//! Configuration Vault – reads/writes `~/.nars/config.toml`.

use nars_runtime::ReasonerConfig;
use nars_types::NarsError;
use serde::{Deserialize, Serialize};
use std::fs;
use std::path::{Path, PathBuf};

/// Persisted user configuration stored in `~/.nars/config.toml`.
#[derive(Debug, Clone, PartialEq, Serialize, Deserialize)]
pub struct Config {
    /// Stop `/run` after this many ticks.  Unbounded when absent.
    #[serde(default, skip_serializing_if = "Option::is_none")]
    pub max_steps: Option<u64>,

    /// Milliseconds between ticks during `/run`.
    #[serde(default = "default_tick_interval_ms")]
    pub tick_interval_ms: u64,

    /// Print forgotten-concept notices as well as input and derivations.
    #[serde(default)]
    pub show_memory_events: bool,

    /// Memory and scheduler tuning.
    #[serde(default)]
    pub reasoner: ReasonerConfig,
}

fn default_tick_interval_ms() -> u64 {
    10
}

impl Default for Config {
    fn default() -> Self {
        Self {
            max_steps: None,
            tick_interval_ms: default_tick_interval_ms(),
            show_memory_events: false,
            reasoner: ReasonerConfig::default(),
        }
    }
}

/// Return the path to `~/.nars/config.toml`.
pub fn config_path() -> PathBuf {
    config_path_for_home(
        &std::env::var("HOME")
            .or_else(|_| std::env::var("USERPROFILE"))
            .unwrap_or_else(|_| ".".to_string()),
    )
}

/// Build the config path relative to the given home directory.
pub(crate) fn config_path_for_home(home: &str) -> PathBuf {
    PathBuf::from(home).join(".nars").join("config.toml")
}

/// Load the config from disk.  Returns `None` if the file does not exist.
pub fn load() -> Result<Option<Config>, NarsError> {
    load_from(&config_path())
}

/// Load the config from a specific path.
pub(crate) fn load_from(path: &Path) -> Result<Option<Config>, NarsError> {
    if !path.exists() {
        return Ok(None);
    }
    let raw = fs::read_to_string(path).map_err(|e| {
        NarsError::InvalidConfig(format!("failed to read config at {}: {e}", path.display()))
    })?;
    let mut cfg: Config = toml::from_str(&raw)
        .map_err(|e| NarsError::InvalidConfig(format!("failed to parse config: {e}")))?;
    apply_env_overrides(&mut cfg);
    cfg.reasoner.validate()?;
    Ok(Some(cfg))
}

/// Apply `NARS_*` environment variable overrides to `cfg`.
///
/// Supported variables:
///
/// | Variable | Config field |
/// |---|---|
/// | `NARS_CONCEPT_CAPACITY` | `reasoner.concept_capacity` |
/// | `NARS_LEVELS` | `reasoner.levels` |
/// | `NARS_SEED` | `reasoner.seed` |
/// | `NARS_MAX_STEPS` | `max_steps` |
///
/// Values that do not parse are ignored.
pub fn apply_env_overrides(cfg: &mut Config) {
    apply_overrides(cfg, |name| std::env::var(name).ok());
}

/// Apply overrides looked up by variable name through `var`.
pub(crate) fn apply_overrides(cfg: &mut Config, var: impl Fn(&str) -> Option<String>) {
    if let Some(v) = var("NARS_CONCEPT_CAPACITY")
        && let Ok(n) = v.parse::<usize>()
    {
        cfg.reasoner.concept_capacity = n;
    }
    if let Some(v) = var("NARS_LEVELS")
        && let Ok(n) = v.parse::<usize>()
    {
        cfg.reasoner.levels = n;
    }
    if let Some(v) = var("NARS_SEED")
        && let Ok(seed) = v.parse::<u64>()
    {
        cfg.reasoner.seed = Some(seed);
    }
    if let Some(v) = var("NARS_MAX_STEPS")
        && let Ok(n) = v.parse::<u64>()
    {
        cfg.max_steps = Some(n);
    }
}

/// Save the config to disk, creating `~/.nars/` if necessary.
pub fn save(cfg: &Config) -> Result<(), NarsError> {
    save_to(cfg, &config_path())
}

/// Save the config to a specific path.
pub(crate) fn save_to(cfg: &Config, path: &Path) -> Result<(), NarsError> {
    let io_err = |what: &str, e: std::io::Error| {
        NarsError::InvalidConfig(format!("{what} {}: {e}", path.display()))
    };
    if let Some(parent) = path.parent() {
        fs::create_dir_all(parent).map_err(|e| io_err("failed to create directory for", e))?;
        // Restrict the config directory to the owner only (rwx------) on Unix.
        #[cfg(unix)]
        {
            use std::os::unix::fs::PermissionsExt;
            fs::set_permissions(parent, fs::Permissions::from_mode(0o700))
                .map_err(|e| io_err("failed to set directory permissions for", e))?;
        }
    }
    let raw = toml::to_string_pretty(cfg)
        .map_err(|e| NarsError::Serialization(format!("failed to serialize config: {e}")))?;
    // Write the file with owner-only read/write (rw-------) on Unix.
    #[cfg(unix)]
    {
        use std::os::unix::fs::OpenOptionsExt;
        fs::OpenOptions::new()
            .write(true)
            .create(true)
            .truncate(true)
            .mode(0o600)
            .open(path)
            .and_then(|mut f| {
                use std::io::Write;
                f.write_all(raw.as_bytes())
            })
            .map_err(|e| io_err("failed to write config at", e))?;
    }
    #[cfg(not(unix))]
    fs::write(path, raw).map_err(|e| io_err("failed to write config at", e))?;
    Ok(())
}
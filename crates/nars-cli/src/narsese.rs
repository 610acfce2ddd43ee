//! Narsese reader – turns one line of REPL input into a [`Task`].
//!
//! Accepted forms:
//!
//! ```text
//! [$p;d;q$] term punctuation [%f;c%]
//!
//! term        := atom | <term copula term> | (connector, term, term, ...)
//! copula      := --> | <-> | ==> | <=>
//! punctuation := .  (judgment)  |  ?  (question)  |  !  (goal)
//! ```
//!
//! The budget prefix may give one, two or three components; missing ones
//! take the default budget's values.  The truth suffix may omit the
//! confidence.  Questions never carry a truth value.

use nars_types::{Budget, COPULAS, NarsError, Punctuation, Sentence, Task, Term, Truth};

/// Parse a single Narsese task.
///
/// # Errors
///
/// Returns [`NarsError::Parse`] describing the first offending column.
pub fn parse(line: &str) -> Result<Task, NarsError> {
    Reader::new(line).task()
}

struct Reader {
    chars: Vec<char>,
    pos: usize,
}

impl Reader {
    fn new(input: &str) -> Self {
        Self {
            chars: input.trim().chars().collect(),
            pos: 0,
        }
    }

    fn task(mut self) -> Result<Task, NarsError> {
        if self.chars.is_empty() {
            return Err(NarsError::Parse("empty input".to_string()));
        }
        let budget = if self.peek() == Some('$') {
            self.budget()?
        } else {
            Budget::default()
        };
        self.skip_ws();
        let content = self.term()?;
        self.skip_ws();
        let punctuation = match self.advance() {
            Some(c) => Punctuation::from_symbol(c)
                .ok_or_else(|| self.error(&format!("expected '.', '?' or '!', found '{c}'")))?,
            None => return Err(self.error("missing punctuation")),
        };
        self.skip_ws();
        let truth = if self.peek() == Some('%') {
            Some(self.truth()?)
        } else {
            None
        };
        self.skip_ws();
        if !self.at_end() {
            return Err(self.error("unexpected trailing input"));
        }

        let sentence = match punctuation {
            Punctuation::Judgment => Sentence::judgment(content, truth.unwrap_or_default()),
            Punctuation::Goal => Sentence::goal(content, truth.unwrap_or_default()),
            Punctuation::Question if truth.is_some() => {
                return Err(self.error("questions carry no truth value"));
            }
            Punctuation::Question => Sentence::question(content),
        };
        Ok(Task::new(sentence, budget))
    }

    // -------------------------------------------------------------------------
    // Terms
    // -------------------------------------------------------------------------

    fn term(&mut self) -> Result<Term, NarsError> {
        match self.peek() {
            Some('<') => self.statement(),
            Some('(') => self.compound(),
            Some(c) if is_atom_char(c) => Ok(Term::atom(self.word())),
            Some(c) => Err(self.error(&format!("unexpected '{c}'"))),
            None => Err(self.error("expected a term")),
        }
    }

    fn statement(&mut self) -> Result<Term, NarsError> {
        self.expect('<')?;
        self.skip_ws();
        let subject = self.term()?;
        self.skip_ws();
        let copula = self.copula()?;
        self.skip_ws();
        let predicate = self.term()?;
        self.skip_ws();
        self.expect('>')?;
        Ok(Term::statement(subject, copula, predicate))
    }

    fn copula(&mut self) -> Result<&'static str, NarsError> {
        for copula in COPULAS {
            let len = copula.len();
            if self.pos + len <= self.chars.len()
                && self.chars[self.pos..self.pos + len].iter().copied().eq(copula.chars())
            {
                self.pos += len;
                return Ok(copula);
            }
        }
        Err(self.error("expected a copula (-->, <->, ==> or <=>)"))
    }

    fn compound(&mut self) -> Result<Term, NarsError> {
        self.expect('(')?;
        self.skip_ws();
        let mut connector = String::new();
        while let Some(c) = self.peek() {
            if c == ',' || c == ')' || c.is_whitespace() {
                break;
            }
            connector.push(c);
            self.pos += 1;
        }
        if connector.is_empty() {
            return Err(self.error("expected a connector"));
        }

        let mut components = Vec::new();
        loop {
            self.skip_ws();
            match self.advance() {
                Some(',') => {
                    self.skip_ws();
                    components.push(self.term()?);
                }
                Some(')') => break,
                _ => return Err(self.error("expected ',' or ')'")),
            }
        }
        if components.is_empty() {
            return Err(self.error("compound needs at least one component"));
        }
        Ok(Term::compound(connector, components))
    }

    fn word(&mut self) -> String {
        let mut word = String::new();
        while let Some(c) = self.peek().filter(|c| is_atom_char(*c)) {
            word.push(c);
            self.pos += 1;
        }
        word
    }

    // -------------------------------------------------------------------------
    // Budget and truth
    // -------------------------------------------------------------------------

    fn budget(&mut self) -> Result<Budget, NarsError> {
        let values = self.delimited('$', 3)?;
        let d = Budget::default();
        Ok(Budget::new(
            values[0],
            values.get(1).copied().unwrap_or(d.durability),
            values.get(2).copied().unwrap_or(d.quality),
        ))
    }

    fn truth(&mut self) -> Result<Truth, NarsError> {
        let values = self.delimited('%', 2)?;
        let d = Truth::default();
        Ok(Truth::new(
            values[0],
            values.get(1).copied().unwrap_or(d.confidence),
        ))
    }

    /// Read `open n1;n2;... open` with between one and `max` numbers in
    /// `[0, 1]`.
    fn delimited(&mut self, open: char, max: usize) -> Result<Vec<f32>, NarsError> {
        self.expect(open)?;
        let start = self.pos;
        while self.peek().is_some_and(|c| c != open) {
            self.pos += 1;
        }
        let body: String = self.chars[start..self.pos].iter().collect();
        self.expect(open)?;

        let values = body
            .split(';')
            .map(|part| {
                part.trim()
                    .parse::<f32>()
                    .ok()
                    .filter(|v| (0.0..=1.0).contains(v))
                    .ok_or_else(|| self.error(&format!("'{part}' is not a number in [0, 1]")))
            })
            .collect::<Result<Vec<_>, _>>()?;
        if values.len() > max {
            return Err(self.error(&format!("expected at most {max} values inside '{open}'")));
        }
        Ok(values)
    }

    // -------------------------------------------------------------------------
    // Cursor
    // -------------------------------------------------------------------------

    fn peek(&self) -> Option<char> {
        self.chars.get(self.pos).copied()
    }

    fn advance(&mut self) -> Option<char> {
        let c = self.peek()?;
        self.pos += 1;
        Some(c)
    }

    fn expect(&mut self, want: char) -> Result<(), NarsError> {
        match self.peek() {
            Some(c) if c == want => {
                self.pos += 1;
                Ok(())
            }
            Some(c) => Err(self.error(&format!("expected '{want}', found '{c}'"))),
            None => Err(self.error(&format!("expected '{want}'"))),
        }
    }

    fn skip_ws(&mut self) {
        while self.peek().is_some_and(char::is_whitespace) {
            self.pos += 1;
        }
    }

    fn at_end(&self) -> bool {
        self.pos >= self.chars.len()
    }

    fn error(&self, message: &str) -> NarsError {
        NarsError::Parse(format!("column {}: {message}", self.pos + 1))
    }
}

fn is_atom_char(c: char) -> bool {
    c.is_alphanumeric() || matches!(c, '_' | '#' | '\'')
}

#[cfg(test)]
mod tests {
    use super::*;

    fn inheritance(s: &str, p: &str) -> Term {
        Term::statement(Term::atom(s), "-->", Term::atom(p))
    }

    /// A bare atom judgment gets the default truth and budget.
    #[test]
    fn atomic_judgment_takes_default_truth_and_budget() {
        let task = parse("bird.").unwrap();
        assert_eq!(task.term(), &Term::atom("bird"));
        assert_eq!(task.sentence.punctuation, Punctuation::Judgment);
        assert_eq!(task.sentence.truth, Some(Truth::default()));
        assert_eq!(task.budget, Budget::default());
        assert!(task.is_input());
    }

    /// A truth suffix sets frequency and confidence.
    #[test]
    fn statement_with_truth() {
        let task = parse("<bird --> animal>. %0.9;0.8%").unwrap();
        assert_eq!(task.term(), &inheritance("bird", "animal"));
        assert_eq!(task.sentence.truth, Some(Truth::new(0.9, 0.8)));
    }

    /// All four copulas parse.
    #[test]
    fn every_copula_is_recognised() {
        for copula in COPULAS {
            let task = parse(&format!("<a {copula} b>.")).unwrap();
            assert_eq!(
                task.term(),
                &Term::statement(Term::atom("a"), copula, Term::atom("b"))
            );
        }
    }

    /// Statements and compounds nest to any depth.
    #[test]
    fn nested_statements_and_compounds() {
        let task = parse("<(&, bird, swimmer) ==> <penguin --> animal>>?").unwrap();
        let expected = Term::statement(
            Term::compound("&", vec![Term::atom("bird"), Term::atom("swimmer")]),
            "==>",
            inheritance("penguin", "animal"),
        );
        assert_eq!(task.term(), &expected);
        assert_eq!(task.sentence.punctuation, Punctuation::Question);
        assert_eq!(task.sentence.truth, None);
    }

    /// A short budget prefix takes the rest from the default budget.
    #[test]
    fn budget_prefix_fills_missing_components() {
        let task = parse("$0.3$ <a --> b>!").unwrap();
        let d = Budget::default();
        assert!((task.budget.priority - 0.3).abs() < 1e-6);
        assert_eq!(task.budget.durability, d.durability);
        assert_eq!(task.sentence.punctuation, Punctuation::Goal);

        let task = parse("$0.3;0.2;0.1$ a.").unwrap();
        assert!((task.budget.quality - 0.1).abs() < 1e-6);
    }

    /// A one-value truth keeps the default confidence.
    #[test]
    fn truth_without_confidence_keeps_default_confidence() {
        let task = parse("a. %0.4%").unwrap();
        let truth = task.sentence.truth.unwrap();
        assert!((truth.frequency - 0.4).abs() < 1e-6);
        assert_eq!(truth.confidence, Truth::default().confidence);
    }

    /// Printed tasks read back as the same sentence.
    #[test]
    fn display_output_parses_back_to_the_same_sentence() {
        let task = parse("$0.50;0.40;0.30$ <(*, a, b) --> rel>. %1.00;0.90%").unwrap();
        let again = parse(&task.to_string()).unwrap();
        assert_eq!(again.sentence, task.sentence);
    }

    /// Every malformed line is a parse error.
    #[test]
    fn malformed_input_is_rejected() {
        for bad in [
            "",
            "bird",
            "<bird animal>.",
            "<bird --> animal.",
            "(&).",
            "bird. extra",
            "bird? %1.0;0.9%",
            "$1.5$ bird.",
            "bird. %0.9;0.8;0.7%",
            "bird;",
        ] {
            assert!(
                matches!(parse(bad), Err(NarsError::Parse(_))),
                "accepted {bad:?}"
            );
        }
    }

    /// Parse errors point at the offending column.
    #[test]
    fn errors_name_the_column() {
        let err = parse("<bird ~~ animal>.").unwrap_err();
        assert!(err.to_string().contains("column 7"), "{err}");
    }
}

• • • • • • •

[What is needed] Using the data above, extract exactly the lines from the one that holds "pub fn load()" to the one that holds "Apply overrides looked", both ends included, and no others.

[Answer below]
pub fn load() -> Result<Option<Config>, NarsError> {
    load_from(&config_path())
}

/// Load the config from a specific path.
pub(crate) fn load_from(path: &Path) -> Result<Option<Config>, NarsError> {
    if !path.exists() {
        return Ok(None);
    }
    let raw = fs::read_to_string(path).map_err(|e| {
        NarsError::InvalidConfig(format!("failed to read config at {}: {e}", path.display()))
    })?;
    let mut cfg: Config = toml::from_str(&raw)
        .map_err(|e| NarsError::InvalidConfig(format!("failed to parse config: {e}")))?;
    apply_env_overrides(&mut cfg);
    cfg.reasoner.validate()?;
    Ok(Some(cfg))
}

/// Apply `NARS_*` environment variable overrides to `cfg`.
///
/// Supported variables:
///
/// | Variable | Config field |
/// |---|---|
/// | `NARS_CONCEPT_CAPACITY` | `reasoner.concept_capacity` |
/// | `NARS_LEVELS` | `reasoner.levels` |
/// | `NARS_SEED` | `reasoner.seed` |
/// | `NARS_MAX_STEPS` | `max_steps` |
///
/// Values that do not parse are ignored.
pub fn apply_env_overrides(cfg: &mut Config) {
    apply_overrides(cfg, |name| std::env::var(name).ok());
}

/// Apply overrides looked up by variable name through `var`.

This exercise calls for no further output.